Criticato come uno scrittore popolare e misconosciuto dai circoli letterari dell’epoca, oggi Georges Simenon, noto ai più come padre del commissario Maigret, oltre a essere uno degli autori più prolifici e tradotti della storia (occupa il sedicesimo posto della classifica stilata dall’UNESCO), con i suoi oltre 500 tra racconti e romanzi psicologici e polizieschi è considerato un autore classico. L’uomo che guardava passare i treni (1938) rientra nella nostra classifica dei 50 libri da leggere assolutamente.

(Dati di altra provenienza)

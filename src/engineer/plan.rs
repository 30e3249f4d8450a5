//! Merge processing plans - pure functions, no I/O
//!
//! A plan describes what processing one merge request will involve,
//! for dry-run display and logging. Created here, executed by
//! `Engineer::process`.

use crate::config::MergeQueueConfig;
use crate::types::MergeRequest;

/// One step of merge-request processing
#[derive(Debug, Clone, PartialEq, Eq)]
pub enum ProcessStep {
    /// Run the rig's setup command first
    Setup {
        /// Command to run
        cmd: String,
    },
    /// Rebase the source branch onto the current target
    Rebase {
        /// Source branch
        branch: String,
        /// Target branch
        target: String,
    },
    /// Run the validation gate set
    Gates {
        /// Gate names in run order
        names: Vec<String>,
        /// Whether gates run concurrently
        parallel: bool,
    },
    /// Merge the source branch into the target and push
    Merge {
        /// Source branch
        branch: String,
        /// Target branch
        target: String,
    },
    /// Delete the merged source branch
    DeleteBranch {
        /// Branch to delete
        branch: String,
    },
    /// Close the merge request as merged
    Close {
        /// Merge request ID
        mr: String,
    },
}

impl std::fmt::Display for ProcessStep {
    fn fmt(&self, f: &mut std::fmt::Formatter<'_>) -> std::fmt::Result {
        match self {
            Self::Setup { cmd } => write!(f, "setup: {cmd}"),
            Self::Rebase { branch, target } => write!(f, "rebase {branch} onto {target}"),
            Self::Gates { names, parallel } => {
                let mode = if *parallel { "parallel" } else { "sequential" };
                write!(f, "run gates [{}] ({mode})", names.join(", "))
            }
            Self::Merge { branch, target } => write!(f, "merge {branch} into {target}"),
            Self::DeleteBranch { branch } => write!(f, "delete branch {branch}"),
            Self::Close { mr } => write!(f, "close {mr} as merged"),
        }
    }
}

/// Ordered steps for processing one merge request
#[derive(Debug, Clone)]
pub struct ProcessPlan {
    /// Steps in execution order
    pub steps: Vec<ProcessStep>,
}

/// Build the processing plan for a merge request under a rig's policy.
#[must_use]
pub fn create_process_plan(mr: &MergeRequest, config: &MergeQueueConfig) -> ProcessPlan {
    let mut steps = Vec::new();
    if !config.setup_command.trim().is_empty() {
        steps.push(ProcessStep::Setup {
            cmd: config.setup_command.clone(),
        });
    }
    steps.push(ProcessStep::Rebase {
        branch: mr.branch.clone(),
        target: mr.target.clone(),
    });
    let gates = config.gate_set();
    if !gates.is_empty() {
        steps.push(ProcessStep::Gates {
            names: gates.keys().cloned().collect(),
            parallel: config.gates_parallel,
        });
    }
    steps.push(ProcessStep::Merge {
        branch: mr.branch.clone(),
        target: mr.target.clone(),
    });
    if config.delete_merged_branches {
        steps.push(ProcessStep::DeleteBranch {
            branch: mr.branch.clone(),
        });
    }
    steps.push(ProcessStep::Close { mr: mr.id.clone() });
    ProcessPlan { steps }
}

#[cfg(test)]
mod tests {
    use super::*;
    use crate::store::fields::mr_from_issue;
    use crate::store::Issue;

    fn mr() -> MergeRequest {
        mr_from_issue(&Issue {
            id: "gt-mr-1".to_string(),
            status: "open".to_string(),
            description: "branch: feature/x\ntarget: main".to_string(),
            ..Default::default()
        })
    }

    #[test]
    fn plan_orders_rebase_gates_merge_close() {
        let config = MergeQueueConfig {
            build_command: "make".to_string(),
            ..Default::default()
        };
        let plan = create_process_plan(&mr(), &config);
        assert!(matches!(plan.steps[0], ProcessStep::Rebase { .. }));
        assert!(matches!(plan.steps[1], ProcessStep::Gates { .. }));
        assert!(matches!(plan.steps[2], ProcessStep::Merge { .. }));
        assert!(matches!(plan.steps[3], ProcessStep::DeleteBranch { .. }));
        assert!(matches!(plan.steps[4], ProcessStep::Close { .. }));
    }

    #[test]
    fn plan_honors_branch_retention() {
        let config = MergeQueueConfig {
            delete_merged_branches: false,
            ..Default::default()
        };
        let plan = create_process_plan(&mr(), &config);
        assert!(
            !plan
                .steps
                .iter()
                .any(|s| matches!(s, ProcessStep::DeleteBranch { .. }))
        );
    }

    #[test]
    fn plan_includes_setup_when_configured() {
        let config = MergeQueueConfig {
            setup_command: "./bootstrap.sh".to_string(),
            ..Default::default()
        };
        let plan = create_process_plan(&mr(), &config);
        assert_eq!(
            plan.steps[0],
            ProcessStep::Setup {
                cmd: "./bootstrap.sh".to_string()
            }
        );
    }

    #[test]
    fn empty_gate_set_has_no_gates_step() {
        let plan = create_process_plan(&mr(), &MergeQueueConfig::default());
        assert!(
            !plan
                .steps
                .iter()
                .any(|s| matches!(s, ProcessStep::Gates { .. }))
        );
    }
}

Così si raccontava, l’artigiano delle parole, in un’intervista rilasciata alla Rai:
Non abbiamo nulla da guadagnare, noi scrittori, a frequentare altri scrittori. Noi dobbiamo frequentare gente qualunque. Lo scrittore non è un uomo normale di solito, è già una specie di quintessenza. Quando io parlo col sindaco del paese parlo dei problemi del paese: e questo è interessante; quando parlo con un fattore che mi parla delle sue mucche, questo è interessante. Ma quando sto con uno scrittore e mi parla di letteratura, questo non mi interessa.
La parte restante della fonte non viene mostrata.